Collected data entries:
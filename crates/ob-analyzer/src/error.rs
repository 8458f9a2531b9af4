use ob_pattern::PatternError;
use thiserror::Error;

#[derive(Debug, Error)]
pub enum AnalyzerError {
    #[error("no games to compare")]
    NoGames,

    #[error("analyzer configuration error: {0}")]
    Config(String),

    #[error("pattern error: {0}")]
    Pattern(#[from] PatternError),
}

pub type AnalyzerResult<T> = Result<T, AnalyzerError>;
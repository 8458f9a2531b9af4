//! Run telemetry events.
//!
//! Events are appended by the simulator and never read back by the game;
//! they exist purely for post-run analysis.

use ob_core::Tick;
use serde::Serialize;

/// Where a score was earned, when the game reports it.
#[derive(Copy, Clone, Debug, PartialEq, Serialize)]
pub struct Position {
    pub x: f64,
    pub y: f64,
}

#[derive(Copy, Clone, Debug, PartialEq, Serialize)]
pub struct ScoreEvent {
    pub points:   f64,
    pub position: Option<Position>,
    pub tick:     Tick,
}

#[derive(Copy, Clone, Debug, PartialEq, Serialize)]
pub struct GameOverEvent {
    /// Score at the moment the game ended.
    pub score: f64,
    pub tick:  Tick,
}

/// Game-defined telemetry recorded with [`Simulator::record`][crate::Simulator::record].
#[derive(Clone, Debug, PartialEq, Serialize)]
pub struct CustomEvent {
    pub kind:  String,
    pub value: f64,
    pub tick:  Tick,
}

/// One entry in a run's append-only event log.
#[derive(Clone, Debug, PartialEq, Serialize)]
#[serde(tag = "type", rename_all = "camelCase")]
pub enum SimEvent {
    Score(ScoreEvent),
    GameOver(GameOverEvent),
    Custom(CustomEvent),
}

impl SimEvent {
    pub fn tick(&self) -> Tick {
        match self {
            SimEvent::Score(e)    => e.tick,
            SimEvent::GameOver(e) => e.tick,
            SimEvent::Custom(e)   => e.tick,
        }
    }

    pub fn as_score(&self) -> Option<&ScoreEvent> {
        match self {
            SimEvent::Score(e) => Some(e),
            _ => None,
        }
    }

    pub fn as_game_over(&self) -> Option<&GameOverEvent> {
        match self {
            SimEvent::GameOver(e) => Some(e),
            _ => None,
        }
    }
}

--- What is being asked ---
When you reply, retype each line exactly as it appears above.

--- Written answer ---
filename crates/ob-analyzer/src/error.rs
repository 8458f9a2531b9af4
use ob_pattern::PatternError;
use thiserror::Error;

#[derive(Debug, Error)]
pub enum AnalyzerError {
    #[error("no games to compare")]
    NoGames,

    #[error("analyzer configuration error: {0}")]
    Config(String),

    #[error("pattern error: {0}")]
    Pattern(#[from] PatternError),
}

pub type AnalyzerResult<T> = Result<T, AnalyzerError>;
repository 8458f9a2531b9af4
//! Run telemetry events.
//!
//! Events are appended by the simulator and never read back by the game;
//! they exist purely for post-run analysis.

use ob_core::Tick;
use serde::Serialize;

/// Where a score was earned, when the game reports it.
#[derive(Copy, Clone, Debug, PartialEq, Serialize)]
pub struct Position {
    pub x: f64,
    pub y: f64,
}

#[derive(Copy, Clone, Debug, PartialEq, Serialize)]
pub struct ScoreEvent {
    pub points:   f64,
    pub position: Option<Position>,
    pub tick:     Tick,
}

#[derive(Copy, Clone, Debug, PartialEq, Serialize)]
pub struct GameOverEvent {
    /// Score at the moment the game ended.
    pub score: f64,
    pub tick:  Tick,
}

/// Game-defined telemetry recorded with [`Simulator::record`][crate::Simulator::record].
#[derive(Clone, Debug, PartialEq, Serialize)]
pub struct CustomEvent {
    pub kind:  String,
    pub value: f64,
    pub tick:  Tick,
}

/// One entry in a run's append-only event log.
#[derive(Clone, Debug, PartialEq, Serialize)]
#[serde(tag = "type", rename_all = "camelCase")]
pub enum SimEvent {
    Score(ScoreEvent),
    GameOver(GameOverEvent),
    Custom(CustomEvent),
}

impl SimEvent {
    pub fn tick(&self) -> Tick {
        match self {
            SimEvent::Score(e)    => e.tick,
            SimEvent::GameOver(e) => e.tick,
            SimEvent::Custom(e)   => e.tick,
        }
    }

    pub fn as_score(&self) -> Option<&ScoreEvent> {
        match self {
            SimEvent::Score(e) => Some(e),
            _ => None,
        }
    }

    pub fn as_game_over(&self) -> Option<&GameOverEvent> {
        match self {
            SimEvent::GameOver(e) => Some(e),
            _ => None,
        }
    }
}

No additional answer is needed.